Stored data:
========
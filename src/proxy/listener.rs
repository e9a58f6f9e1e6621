use std::net::SocketAddr;
use std::sync::Arc;

use tokio::net::TcpListener;
use tracing::{debug, error, info, warn};

use crate::error::Result;
use crate::proxy::bridge::{BridgeSettings, ConnectionBridge};
use crate::proxy::connection::Connection;
use crate::proxy::context::Context;

/// Run the proxy listener.
///
/// Binds `listen_addr` and bridges every accepted connection until the
/// execution context is stopped.
pub async fn run(
    listen_addr: SocketAddr,
    ctx: Context,
    settings: Arc<BridgeSettings>,
) -> Result<()> {
    let listener = TcpListener::bind(listen_addr).await?;
    info!(addr = %listen_addr, "proxy listening");
    serve(listener, ctx, settings).await
}

/// Accept loop over an already bound listener.
///
/// When `stop_context_on_close` is set only one client is accepted; the loop
/// then waits for that bridge to stop the context.
pub async fn serve(
    listener: TcpListener,
    ctx: Context,
    settings: Arc<BridgeSettings>,
) -> Result<()> {
    let mut stopped = ctx.stopped();

    loop {
        let (tcp_stream, peer_addr) = tokio::select! {
            result = listener.accept() => match result {
                Ok(conn) => conn,
                Err(e) => {
                    error!(error = %e, "failed to accept TCP connection");
                    continue;
                }
            },
            _ = stopped.wait() => {
                info!("proxy listener shutting down");
                return Ok(());
            }
        };

        debug!(peer = %peer_addr, "accepted TCP connection");
        if let Err(e) = tcp_stream.set_nodelay(true) {
            warn!(peer = %peer_addr, error = %e, "failed to set TCP_NODELAY");
        }

        let (client, incoming) = Connection::open(tcp_stream, peer_addr.to_string());
        let bridge = ConnectionBridge::new(ctx.clone(), client, incoming, settings.clone());
        tokio::spawn(async move {
            match bridge.run().await {
                Ok(()) => debug!(peer = %peer_addr, "bridge finished"),
                Err(e) => debug!(peer = %peer_addr, error = %e, "bridge closed with error"),
            }
        });

        if settings.stop_context_on_close {
            info!(
                peer = %peer_addr,
                "single client accepted, no longer accepting connections"
            );
            break;
        }
    }

    drop(listener);
    stopped.wait().await;
    info!("proxy listener shutting down");
    Ok(())
}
========
TRY IT:
The expected response is the full data, reproduced exactly.

EXPECTED OUTPUT:
filename src/proxy/listener.rs
repository e9a58f6f9e1e6621
use std::net::SocketAddr;
use std::sync::Arc;

use tokio::net::TcpListener;
use tracing::{debug, error, info, warn};

use crate::error::Result;
use crate::proxy::bridge::{BridgeSettings, ConnectionBridge};
use crate::proxy::connection::Connection;
use crate::proxy::context::Context;

/// Run the proxy listener.
///
/// Binds `listen_addr` and bridges every accepted connection until the
/// execution context is stopped.
pub async fn run(
    listen_addr: SocketAddr,
    ctx: Context,
    settings: Arc<BridgeSettings>,
) -> Result<()> {
    let listener = TcpListener::bind(listen_addr).await?;
    info!(addr = %listen_addr, "proxy listening");
    serve(listener, ctx, settings).await
}

/// Accept loop over an already bound listener.
///
/// When `stop_context_on_close` is set only one client is accepted; the loop
/// then waits for that bridge to stop the context.
pub async fn serve(
    listener: TcpListener,
    ctx: Context,
    settings: Arc<BridgeSettings>,
) -> Result<()> {
    let mut stopped = ctx.stopped();

    loop {
        let (tcp_stream, peer_addr) = tokio::select! {
            result = listener.accept() => match result {
                Ok(conn) => conn,
                Err(e) => {
                    error!(error = %e, "failed to accept TCP connection");
                    continue;
                }
            },
            _ = stopped.wait() => {
                info!("proxy listener shutting down");
                return Ok(());
            }
        };

        debug!(peer = %peer_addr, "accepted TCP connection");
        if let Err(e) = tcp_stream.set_nodelay(true) {
            warn!(peer = %peer_addr, error = %e, "failed to set TCP_NODELAY");
        }

        let (client, incoming) = Connection::open(tcp_stream, peer_addr.to_string());
        let bridge = ConnectionBridge::new(ctx.clone(), client, incoming, settings.clone());
        tokio::spawn(async move {
            match bridge.run().await {
                Ok(()) => debug!(peer = %peer_addr, "bridge finished"),
                Err(e) => debug!(peer = %peer_addr, error = %e, "bridge closed with error"),
            }
        });

        if settings.stop_context_on_close {
            info!(
                peer = %peer_addr,
                "single client accepted, no longer accepting connections"
            );
            break;
        }
    }

    drop(listener);
    stopped.wait().await;
    info!("proxy listener shutting down");
    Ok(())
}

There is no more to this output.